Fig. 4 ∣. C-terminal cyclic imides are PTMs that form readily in vitro.

a, Schematic of cyclic imide formation, which reveals a degron for CRBN, and the subsequent hydrolysis product. b, Unique proteins and peptides with at least one cN or cQ modification in CPTAC global proteomics datasets. c, Frequency chart of the sequence alignment flanking the amino acids in poitions −5 to +5 relative to cN and cQ sites observed in CPTAC datasets. Alignment generated by weblogo.berkeley.edu. d, Schematic of HBA and HBB sequences. Peptides with cQ or cN modifications observed with trypsin or chymotrypsin digestion and mass spectrometry analysis are underlined: global datasets, blue; RBC tryptic peptides, pink; RBC chymotryptic peptides, orange; recombinant HBB tryptic peptides, brown.
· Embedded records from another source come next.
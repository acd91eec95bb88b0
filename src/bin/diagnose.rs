//! Diagnosis Replay
//!
//! Feeds a site fixture (JSON) through the full diagnosis pipeline and
//! prints the resulting run, anomalies, hypotheses, and tickets as JSON.
//!
//! Usage:
//!   cargo run --bin diagnose -- fixtures/site.json
//!   cargo run --bin diagnose -- fixtures/site.json --as-of 2024-03-17

use anyhow::{Context, Result};
use chrono::NaiveDate;
use clap::Parser;
use serde::Serialize;
use std::path::PathBuf;
use std::sync::Arc;

use trafficdx::store::{InMemoryMetricStore, InMemoryRunStore, RunStore};
use trafficdx::types::{Anomaly, Hypothesis, Run, RunType, SiteFixture, Ticket};
use trafficdx::{DiagnosisConfig, RunOrchestrator};

#[derive(Parser, Debug)]
#[command(name = "diagnose", about = "Run a traffic regression diagnosis over a site fixture")]
struct Args {
    /// Path to the site fixture JSON
    fixture: PathBuf,

    /// Diagnosis config TOML (defaults to the standard search order)
    #[arg(long)]
    config: Option<PathBuf>,

    /// As-of date (defaults to the latest date in the fixture)
    #[arg(long)]
    as_of: Option<NaiveDate>,

    /// Run type
    #[arg(long, value_enum, default_value = "full")]
    run_type: RunTypeArg,
}

#[derive(clap::ValueEnum, Clone, Copy, Debug)]
enum RunTypeArg {
    Full,
    Smoke,
    Scheduled,
}

impl From<RunTypeArg> for RunType {
    fn from(value: RunTypeArg) -> Self {
        match value {
            RunTypeArg::Full => RunType::Full,
            RunTypeArg::Smoke => RunType::Smoke,
            RunTypeArg::Scheduled => RunType::Scheduled,
        }
    }
}

/// Everything the run produced, bundled for output.
#[derive(Serialize)]
struct DiagnosisReport {
    run: Run,
    anomalies: Vec<Anomaly>,
    hypotheses: Vec<Hypothesis>,
    tickets: Vec<Ticket>,
}

#[tokio::main]
async fn main() -> Result<()> {
    tracing_subscriber::fmt()
        .with_env_filter(
            tracing_subscriber::EnvFilter::try_from_default_env()
                .unwrap_or_else(|_| tracing_subscriber::EnvFilter::new("info")),
        )
        .with_writer(std::io::stderr)
        .init();

    let args = Args::parse();

    let config = match &args.config {
        Some(path) => DiagnosisConfig::load_from_file(path)
            .with_context(|| format!("loading config from {}", path.display()))?,
        None => DiagnosisConfig::load(),
    };

    let contents = std::fs::read_to_string(&args.fixture)
        .with_context(|| format!("reading fixture {}", args.fixture.display()))?;
    let fixture: SiteFixture =
        serde_json::from_str(&contents).context("parsing site fixture JSON")?;

    let site_id = fixture.site_id.clone();
    let as_of = args
        .as_of
        .or_else(|| fixture.latest_date())
        .context("fixture has no data and no --as-of was given")?;

    let run_store = Arc::new(InMemoryRunStore::new());
    let orchestrator = RunOrchestrator::new(
        config,
        Arc::new(InMemoryMetricStore::new(fixture)),
        run_store.clone(),
    )?;

    let run = orchestrator
        .execute(&site_id, as_of, args.run_type.into())
        .await?;

    let report = DiagnosisReport {
        anomalies: run_store.get_anomalies(&run.id)?,
        hypotheses: run_store.get_hypotheses(&run.id)?,
        tickets: run_store.get_tickets(&run.id)?,
        run,
    };
    println!("{}", serde_json::to_string_pretty(&report)?);

    Ok(())
}
//! Upstream rollup records — the read contract of the Metric Store Adapter.
//!
//! These records are produced by external collectors (search-console export,
//! analytics export, crawl/render workers) and consumed read-only by the
//! diagnosis pipeline. The same shapes double as the JSON fixture format used
//! by the `diagnose` and `simulate` binaries.

use chrono::NaiveDate;
use serde::{Deserialize, Serialize};

/// One day of search-visibility data for a (page, query) pair.
#[derive(Debug, Clone, Serialize, Deserialize)]
pub struct SearchDailyRollup {
    pub date: NaiveDate,
    /// Page path, e.g. `/services/seo-audit`
    pub page: String,
    /// Query string; `None` for page-level rollups aggregated over all queries
    #[serde(default, skip_serializing_if = "Option::is_none")]
    pub query: Option<String>,
    pub clicks: f64,
    pub impressions: f64,
    /// Click-through rate (0.0–1.0)
    pub ctr: f64,
    /// Average SERP position (lower is better)
    pub position: f64,
}

/// One day of analytics data for a landing page.
#[derive(Debug, Clone, Serialize, Deserialize)]
pub struct AnalyticsDailyRollup {
    pub date: NaiveDate,
    pub landing_page: String,
    pub sessions: f64,
    pub users: f64,
    #[serde(default)]
    pub engaged_sessions: f64,
    #[serde(default)]
    pub conversions: f64,
}

/// Page-level technical check result from the crawl/render worker.
///
/// Every field beyond `url`/`date`/`http_status` is optional — a partial
/// crawl is normal and the hypothesis generator treats a missing field as
/// "signal not collected", never as a finding.
#[derive(Debug, Clone, Serialize, Deserialize)]
pub struct PageCheck {
    pub url: String,
    pub date: NaiveDate,
    pub http_status: u16,
    /// Redirect destination when `http_status` is 3xx
    #[serde(default, skip_serializing_if = "Option::is_none")]
    pub redirect_target: Option<String>,
    /// `<link rel="canonical">` href, if any
    #[serde(default, skip_serializing_if = "Option::is_none")]
    pub canonical_url: Option<String>,
    /// Raw `meta robots` content, e.g. `"noindex,nofollow"`
    #[serde(default, skip_serializing_if = "Option::is_none")]
    pub meta_robots: Option<String>,
    /// Disallow rules from robots.txt that apply to this URL's user-agent
    #[serde(default)]
    pub robots_disallow: Vec<String>,
    /// Rendered text length in characters
    #[serde(default, skip_serializing_if = "Option::is_none")]
    pub text_length: Option<u32>,
    /// Whether structured data on the page validated
    #[serde(default, skip_serializing_if = "Option::is_none")]
    pub structured_data_valid: Option<bool>,
    /// Count of internal links pointing at this page (from the crawl graph)
    #[serde(default, skip_serializing_if = "Option::is_none")]
    pub internal_link_count: Option<u32>,
    /// Whether the analytics tag was detected on the rendered page
    #[serde(default, skip_serializing_if = "Option::is_none")]
    pub analytics_tag_present: Option<bool>,
}

impl PageCheck {
    /// True when any applicable robots.txt rule disallows this URL's path.
    pub fn is_robots_blocked(&self) -> bool {
        let path = path_of(&self.url);
        self.robots_disallow
            .iter()
            .any(|rule| !rule.is_empty() && path.starts_with(rule.as_str()))
    }

    /// True when meta robots contains a `noindex` directive.
    pub fn is_noindexed(&self) -> bool {
        self.meta_robots
            .as_deref()
            .map(|m| m.to_ascii_lowercase().contains("noindex"))
            .unwrap_or(false)
    }

    /// True when the canonical tag points somewhere other than the page itself.
    pub fn has_canonical_mismatch(&self) -> bool {
        match self.canonical_url.as_deref() {
            Some(canonical) => path_of(canonical) != path_of(&self.url),
            None => false,
        }
    }
}

/// Extract the path component from a URL or bare path.
pub fn path_of(url: &str) -> &str {
    let without_scheme = url
        .split_once("://")
        .map(|(_, rest)| rest)
        .unwrap_or(url);
    match without_scheme.find('/') {
        Some(idx) if url.contains("://") => &without_scheme[idx..],
        _ if url.starts_with('/') => url,
        Some(idx) => &without_scheme[idx..],
        None => "/",
    }
}

/// A complete site dataset: the JSON bundle consumed by `diagnose` and
/// produced by `simulate`.
#[derive(Debug, Clone, Default, Serialize, Deserialize)]
pub struct SiteFixture {
    pub site_id: String,
    #[serde(default)]
    pub search: Vec<SearchDailyRollup>,
    #[serde(default)]
    pub analytics: Vec<AnalyticsDailyRollup>,
    #[serde(default)]
    pub checks: Vec<PageCheck>,
}

impl SiteFixture {
    /// Latest date present across both metric families, if any.
    ///
    /// Used by the `diagnose` binary as the default as-of date.
    pub fn latest_date(&self) -> Option<NaiveDate> {
        self.search
            .iter()
            .map(|r| r.date)
            .chain(self.analytics.iter().map(|r| r.date))
            .max()
    }
}

#[cfg(test)]
mod tests {
    use super::*;

    #[test]
    fn path_of_strips_scheme_and_host() {
        assert_eq!(path_of("https://example.com/services/audit"), "/services/audit");
        assert_eq!(path_of("/blog/post"), "/blog/post");
        assert_eq!(path_of("https://example.com"), "/");
    }

    #[test]
    fn robots_blocked_matches_prefix_rules() {
        let check = PageCheck {
            url: "https://example.com/services/audit".to_string(),
            date: NaiveDate::from_ymd_opt(2024, 3, 1).unwrap(),
            http_status: 200,
            redirect_target: None,
            canonical_url: None,
            meta_robots: None,
            robots_disallow: vec!["/services/".to_string()],
            text_length: Some(1200),
            structured_data_valid: None,
            internal_link_count: None,
            analytics_tag_present: None,
        };
        assert!(check.is_robots_blocked());
        assert!(!check.is_noindexed());
    }

    #[test]
    fn canonical_mismatch_compares_paths() {
        let mut check = PageCheck {
            url: "https://example.com/services/audit".to_string(),
            date: NaiveDate::from_ymd_opt(2024, 3, 1).unwrap(),
            http_status: 200,
            redirect_target: None,
            canonical_url: Some("https://example.com/services/audit".to_string()),
            meta_robots: None,
            robots_disallow: Vec::new(),
            text_length: None,
            structured_data_valid: None,
            internal_link_count: None,
            analytics_tag_present: None,
        };
        assert!(!check.has_canonical_mismatch());

        check.canonical_url = Some("https://example.com/".to_string());
        assert!(check.has_canonical_mismatch());
    }
}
Modification sites are shown in red. e, In vitro time course of the formation of ACTB(96–cN111) and ACTB(96–N111) from the synthetic peptide representing ACTB(96–113). f, In vitro time course of the formation of HBB(42–cN58) and HBB(42–N58) from full-length recombinant HBB protein. Quantification was performed by selected ion monitoring. Data are mean ± s.d. (n = 3 biologically independent samples). Unpaired two-tailed t-test; P-values are shown. g, Quantification of HBB(42–cN58) and HBB(42–N58) from HBB(42–60) peptide and recombinant HBB protein after 144 h of incubation. h, Quantification of HBB(42–cN58) and HBB(42–N58) in two RBC donors by selected ion monitoring.